Collect all lines below with the string "previous".
--- Supplied material Enclosed Below ---
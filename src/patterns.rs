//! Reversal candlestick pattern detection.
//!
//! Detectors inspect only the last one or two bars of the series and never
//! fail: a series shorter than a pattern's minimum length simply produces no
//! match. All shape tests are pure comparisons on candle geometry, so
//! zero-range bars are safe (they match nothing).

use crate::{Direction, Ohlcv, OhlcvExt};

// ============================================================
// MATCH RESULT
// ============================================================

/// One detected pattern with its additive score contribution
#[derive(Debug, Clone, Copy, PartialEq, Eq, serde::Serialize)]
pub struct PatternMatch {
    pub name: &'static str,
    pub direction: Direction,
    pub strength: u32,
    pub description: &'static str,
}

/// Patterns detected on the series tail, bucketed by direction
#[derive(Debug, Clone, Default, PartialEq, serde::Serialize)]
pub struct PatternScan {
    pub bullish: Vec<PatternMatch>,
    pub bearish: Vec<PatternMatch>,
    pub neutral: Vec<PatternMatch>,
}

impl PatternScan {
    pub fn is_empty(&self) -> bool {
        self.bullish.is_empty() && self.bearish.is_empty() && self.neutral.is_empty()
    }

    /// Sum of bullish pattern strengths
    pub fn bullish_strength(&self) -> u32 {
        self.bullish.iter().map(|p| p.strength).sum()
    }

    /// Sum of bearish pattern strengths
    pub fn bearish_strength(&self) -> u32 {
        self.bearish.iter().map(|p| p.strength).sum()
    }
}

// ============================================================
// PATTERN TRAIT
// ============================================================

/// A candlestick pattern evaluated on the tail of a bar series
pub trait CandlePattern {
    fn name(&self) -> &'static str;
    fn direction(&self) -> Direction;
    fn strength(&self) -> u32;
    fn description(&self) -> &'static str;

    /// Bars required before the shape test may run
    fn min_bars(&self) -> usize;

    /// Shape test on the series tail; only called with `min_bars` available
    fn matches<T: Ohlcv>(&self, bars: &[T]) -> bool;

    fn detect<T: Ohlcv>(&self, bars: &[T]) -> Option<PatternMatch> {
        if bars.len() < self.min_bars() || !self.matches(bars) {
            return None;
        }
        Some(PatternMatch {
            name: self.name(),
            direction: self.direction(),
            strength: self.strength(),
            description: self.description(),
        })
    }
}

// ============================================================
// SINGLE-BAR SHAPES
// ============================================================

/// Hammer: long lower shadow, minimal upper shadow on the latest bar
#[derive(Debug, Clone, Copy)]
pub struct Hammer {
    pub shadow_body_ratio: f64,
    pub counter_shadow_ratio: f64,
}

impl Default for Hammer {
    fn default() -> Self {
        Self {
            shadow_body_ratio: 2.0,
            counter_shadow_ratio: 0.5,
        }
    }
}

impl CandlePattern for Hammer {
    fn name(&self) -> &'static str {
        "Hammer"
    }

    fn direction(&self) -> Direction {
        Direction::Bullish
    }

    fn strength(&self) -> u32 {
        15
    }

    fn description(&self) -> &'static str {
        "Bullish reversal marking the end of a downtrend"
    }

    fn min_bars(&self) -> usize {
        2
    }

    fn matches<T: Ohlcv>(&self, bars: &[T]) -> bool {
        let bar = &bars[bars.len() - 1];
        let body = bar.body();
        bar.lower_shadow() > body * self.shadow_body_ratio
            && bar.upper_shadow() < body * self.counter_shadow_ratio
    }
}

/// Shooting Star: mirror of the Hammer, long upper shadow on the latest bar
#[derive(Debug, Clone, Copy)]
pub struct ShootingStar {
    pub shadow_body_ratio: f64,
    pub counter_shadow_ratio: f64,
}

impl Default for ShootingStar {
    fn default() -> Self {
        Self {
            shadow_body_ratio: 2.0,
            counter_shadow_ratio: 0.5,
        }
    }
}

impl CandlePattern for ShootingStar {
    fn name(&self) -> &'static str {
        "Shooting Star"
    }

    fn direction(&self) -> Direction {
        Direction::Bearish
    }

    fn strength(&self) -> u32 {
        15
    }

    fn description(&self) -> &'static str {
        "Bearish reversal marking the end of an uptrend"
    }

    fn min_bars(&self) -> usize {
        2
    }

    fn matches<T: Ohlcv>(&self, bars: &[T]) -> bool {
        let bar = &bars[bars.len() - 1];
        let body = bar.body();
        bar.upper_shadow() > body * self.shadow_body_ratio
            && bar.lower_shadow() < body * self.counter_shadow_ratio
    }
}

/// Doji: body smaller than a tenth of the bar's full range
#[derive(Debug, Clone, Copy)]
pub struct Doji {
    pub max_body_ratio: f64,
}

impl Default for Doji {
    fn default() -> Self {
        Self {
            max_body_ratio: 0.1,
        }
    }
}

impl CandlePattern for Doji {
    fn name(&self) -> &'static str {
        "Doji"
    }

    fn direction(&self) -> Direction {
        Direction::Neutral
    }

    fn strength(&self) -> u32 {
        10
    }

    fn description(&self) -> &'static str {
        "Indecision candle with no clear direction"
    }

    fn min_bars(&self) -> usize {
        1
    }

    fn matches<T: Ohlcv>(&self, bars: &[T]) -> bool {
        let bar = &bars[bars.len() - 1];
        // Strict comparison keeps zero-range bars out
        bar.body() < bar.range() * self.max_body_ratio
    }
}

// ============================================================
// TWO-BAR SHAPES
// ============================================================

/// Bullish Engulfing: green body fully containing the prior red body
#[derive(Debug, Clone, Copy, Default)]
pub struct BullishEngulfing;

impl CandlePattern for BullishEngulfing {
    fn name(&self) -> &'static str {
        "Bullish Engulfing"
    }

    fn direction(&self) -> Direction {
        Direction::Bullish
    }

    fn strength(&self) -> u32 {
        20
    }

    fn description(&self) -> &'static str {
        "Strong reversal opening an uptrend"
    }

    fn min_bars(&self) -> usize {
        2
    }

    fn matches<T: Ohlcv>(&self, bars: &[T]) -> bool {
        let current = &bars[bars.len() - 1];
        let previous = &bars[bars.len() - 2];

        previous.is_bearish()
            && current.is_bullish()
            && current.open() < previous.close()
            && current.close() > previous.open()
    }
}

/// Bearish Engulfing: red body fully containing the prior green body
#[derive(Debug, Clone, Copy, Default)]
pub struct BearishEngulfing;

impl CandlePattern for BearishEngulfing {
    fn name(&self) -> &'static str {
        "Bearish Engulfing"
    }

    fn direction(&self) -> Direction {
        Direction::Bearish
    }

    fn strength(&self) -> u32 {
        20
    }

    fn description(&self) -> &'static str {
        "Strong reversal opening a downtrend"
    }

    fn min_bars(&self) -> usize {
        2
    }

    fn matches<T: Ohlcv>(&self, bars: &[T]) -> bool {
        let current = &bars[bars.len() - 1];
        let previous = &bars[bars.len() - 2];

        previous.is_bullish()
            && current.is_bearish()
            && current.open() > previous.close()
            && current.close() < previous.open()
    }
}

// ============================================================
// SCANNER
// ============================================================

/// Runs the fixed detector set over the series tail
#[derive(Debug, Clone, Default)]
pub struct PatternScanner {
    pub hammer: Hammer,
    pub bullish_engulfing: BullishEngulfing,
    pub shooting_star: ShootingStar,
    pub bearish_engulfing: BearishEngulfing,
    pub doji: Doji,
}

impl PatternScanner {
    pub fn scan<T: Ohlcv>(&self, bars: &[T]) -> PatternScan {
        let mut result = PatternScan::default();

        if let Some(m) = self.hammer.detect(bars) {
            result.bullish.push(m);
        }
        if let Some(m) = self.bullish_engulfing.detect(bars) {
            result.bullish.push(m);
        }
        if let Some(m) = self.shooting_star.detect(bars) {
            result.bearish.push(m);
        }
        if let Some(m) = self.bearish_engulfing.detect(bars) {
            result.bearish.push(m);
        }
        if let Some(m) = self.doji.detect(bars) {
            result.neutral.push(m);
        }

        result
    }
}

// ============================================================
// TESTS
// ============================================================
--- End of Enclosed Supplied material ---
[Answer to this exercise]
        let previous = &bars[bars.len() - 2];
        previous.is_bearish()
            && current.open() < previous.close()
            && current.close() > previous.open()
        let previous = &bars[bars.len() - 2];
        previous.is_bullish()
            && current.open() > previous.close()
            && current.close() < previous.open()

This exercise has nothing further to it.